BRIEF: Please return the lines of the data that contain "with".

(Beginning of SOURCE DATA)

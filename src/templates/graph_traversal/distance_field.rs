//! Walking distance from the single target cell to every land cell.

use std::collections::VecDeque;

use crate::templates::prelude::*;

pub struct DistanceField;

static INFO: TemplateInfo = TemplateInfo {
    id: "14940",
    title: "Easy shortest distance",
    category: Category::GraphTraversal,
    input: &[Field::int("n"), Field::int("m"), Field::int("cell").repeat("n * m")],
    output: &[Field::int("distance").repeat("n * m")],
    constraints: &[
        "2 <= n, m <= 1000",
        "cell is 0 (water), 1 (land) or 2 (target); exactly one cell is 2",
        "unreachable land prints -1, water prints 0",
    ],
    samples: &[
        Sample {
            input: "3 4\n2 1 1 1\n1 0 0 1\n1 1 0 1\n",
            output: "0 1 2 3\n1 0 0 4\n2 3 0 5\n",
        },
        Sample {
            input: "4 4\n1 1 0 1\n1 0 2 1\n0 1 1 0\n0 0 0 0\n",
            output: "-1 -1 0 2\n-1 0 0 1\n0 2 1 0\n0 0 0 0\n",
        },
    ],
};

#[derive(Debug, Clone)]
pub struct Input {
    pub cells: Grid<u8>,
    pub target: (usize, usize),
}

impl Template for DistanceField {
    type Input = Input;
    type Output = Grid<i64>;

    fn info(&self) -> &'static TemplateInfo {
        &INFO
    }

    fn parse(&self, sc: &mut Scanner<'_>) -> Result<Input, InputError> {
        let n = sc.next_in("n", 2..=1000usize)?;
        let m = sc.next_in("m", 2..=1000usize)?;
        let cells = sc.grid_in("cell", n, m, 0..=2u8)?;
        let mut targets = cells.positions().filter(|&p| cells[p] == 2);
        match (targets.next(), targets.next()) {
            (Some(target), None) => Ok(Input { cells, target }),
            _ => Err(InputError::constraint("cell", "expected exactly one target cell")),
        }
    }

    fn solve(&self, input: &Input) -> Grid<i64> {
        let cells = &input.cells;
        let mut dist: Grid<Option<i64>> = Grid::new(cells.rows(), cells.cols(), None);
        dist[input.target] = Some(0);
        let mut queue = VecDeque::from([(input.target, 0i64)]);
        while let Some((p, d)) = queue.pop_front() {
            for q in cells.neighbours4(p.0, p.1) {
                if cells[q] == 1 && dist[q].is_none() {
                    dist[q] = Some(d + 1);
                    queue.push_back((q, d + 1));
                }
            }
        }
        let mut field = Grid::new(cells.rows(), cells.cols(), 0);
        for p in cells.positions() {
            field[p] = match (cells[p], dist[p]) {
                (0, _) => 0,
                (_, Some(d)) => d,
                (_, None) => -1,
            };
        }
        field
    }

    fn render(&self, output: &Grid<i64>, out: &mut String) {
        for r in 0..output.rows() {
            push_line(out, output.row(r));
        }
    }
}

(End of SOURCE DATA)
(Beginning of SOURCE DATA)

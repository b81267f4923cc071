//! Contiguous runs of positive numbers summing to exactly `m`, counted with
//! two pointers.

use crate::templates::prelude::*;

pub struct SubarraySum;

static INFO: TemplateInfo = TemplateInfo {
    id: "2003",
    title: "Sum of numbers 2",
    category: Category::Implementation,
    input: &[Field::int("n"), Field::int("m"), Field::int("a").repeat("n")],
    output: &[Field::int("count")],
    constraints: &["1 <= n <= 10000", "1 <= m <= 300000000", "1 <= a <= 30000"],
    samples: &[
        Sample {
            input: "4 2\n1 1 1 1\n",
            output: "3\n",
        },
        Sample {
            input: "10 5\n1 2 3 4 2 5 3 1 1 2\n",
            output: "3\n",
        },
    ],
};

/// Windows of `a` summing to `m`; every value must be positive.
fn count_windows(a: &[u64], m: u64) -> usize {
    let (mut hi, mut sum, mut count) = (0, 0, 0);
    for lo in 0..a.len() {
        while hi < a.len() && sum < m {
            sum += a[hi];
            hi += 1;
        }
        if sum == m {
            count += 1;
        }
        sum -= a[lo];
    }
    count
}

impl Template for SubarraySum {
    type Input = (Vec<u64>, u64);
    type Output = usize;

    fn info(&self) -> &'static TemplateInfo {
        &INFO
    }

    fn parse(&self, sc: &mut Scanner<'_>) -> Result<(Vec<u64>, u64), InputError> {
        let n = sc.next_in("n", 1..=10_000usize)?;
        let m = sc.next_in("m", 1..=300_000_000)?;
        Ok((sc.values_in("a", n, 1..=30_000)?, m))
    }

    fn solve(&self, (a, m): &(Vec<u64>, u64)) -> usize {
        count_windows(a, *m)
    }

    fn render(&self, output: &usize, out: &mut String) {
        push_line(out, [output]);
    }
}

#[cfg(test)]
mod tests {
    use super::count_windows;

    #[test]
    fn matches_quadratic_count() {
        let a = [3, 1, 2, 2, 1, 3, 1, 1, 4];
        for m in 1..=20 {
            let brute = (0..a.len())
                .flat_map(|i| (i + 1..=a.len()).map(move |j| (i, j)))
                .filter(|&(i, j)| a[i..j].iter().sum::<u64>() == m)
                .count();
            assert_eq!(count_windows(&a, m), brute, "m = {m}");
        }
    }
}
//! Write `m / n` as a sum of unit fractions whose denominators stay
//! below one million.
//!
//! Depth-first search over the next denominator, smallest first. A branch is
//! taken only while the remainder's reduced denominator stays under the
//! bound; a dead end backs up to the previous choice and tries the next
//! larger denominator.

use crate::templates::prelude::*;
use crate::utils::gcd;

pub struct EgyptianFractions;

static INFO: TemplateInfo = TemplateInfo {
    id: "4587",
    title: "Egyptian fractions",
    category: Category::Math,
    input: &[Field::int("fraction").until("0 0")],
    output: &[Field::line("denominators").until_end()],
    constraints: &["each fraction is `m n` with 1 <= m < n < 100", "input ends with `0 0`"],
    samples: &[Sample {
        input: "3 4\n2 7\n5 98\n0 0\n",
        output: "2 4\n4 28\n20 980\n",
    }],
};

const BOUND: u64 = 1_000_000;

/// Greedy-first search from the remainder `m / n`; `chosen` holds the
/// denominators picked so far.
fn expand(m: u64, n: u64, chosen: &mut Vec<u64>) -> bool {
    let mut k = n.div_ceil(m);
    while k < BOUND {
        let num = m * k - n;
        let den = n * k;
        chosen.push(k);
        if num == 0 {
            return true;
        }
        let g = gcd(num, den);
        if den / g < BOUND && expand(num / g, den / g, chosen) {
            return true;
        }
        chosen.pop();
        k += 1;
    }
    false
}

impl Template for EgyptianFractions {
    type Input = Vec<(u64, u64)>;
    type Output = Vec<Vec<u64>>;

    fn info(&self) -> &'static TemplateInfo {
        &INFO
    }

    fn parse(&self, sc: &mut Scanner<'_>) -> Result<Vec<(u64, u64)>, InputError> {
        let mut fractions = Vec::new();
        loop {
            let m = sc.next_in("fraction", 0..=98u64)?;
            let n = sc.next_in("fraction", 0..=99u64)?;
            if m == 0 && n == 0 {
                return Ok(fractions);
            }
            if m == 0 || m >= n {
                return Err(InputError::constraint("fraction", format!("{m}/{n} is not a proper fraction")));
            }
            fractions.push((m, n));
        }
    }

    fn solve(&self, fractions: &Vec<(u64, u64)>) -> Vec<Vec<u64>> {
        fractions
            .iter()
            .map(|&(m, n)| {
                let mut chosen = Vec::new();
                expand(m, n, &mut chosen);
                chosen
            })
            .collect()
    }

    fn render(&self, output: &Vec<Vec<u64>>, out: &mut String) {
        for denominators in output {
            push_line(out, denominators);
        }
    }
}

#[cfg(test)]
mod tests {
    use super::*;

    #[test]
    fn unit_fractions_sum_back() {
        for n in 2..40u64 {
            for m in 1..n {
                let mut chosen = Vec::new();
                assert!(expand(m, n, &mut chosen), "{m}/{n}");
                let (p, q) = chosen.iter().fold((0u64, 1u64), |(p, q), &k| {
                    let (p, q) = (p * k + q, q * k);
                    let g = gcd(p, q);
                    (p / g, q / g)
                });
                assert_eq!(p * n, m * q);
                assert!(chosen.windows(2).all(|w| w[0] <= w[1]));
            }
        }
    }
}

(End of SOURCE DATA)

ANSWER TO THIS PROBLEM:
//! Contiguous runs of positive numbers summing to exactly `m`, counted with
    constraints: &["each fraction is `m n` with 1 <= m < n < 100", "input ends with `0 0`"],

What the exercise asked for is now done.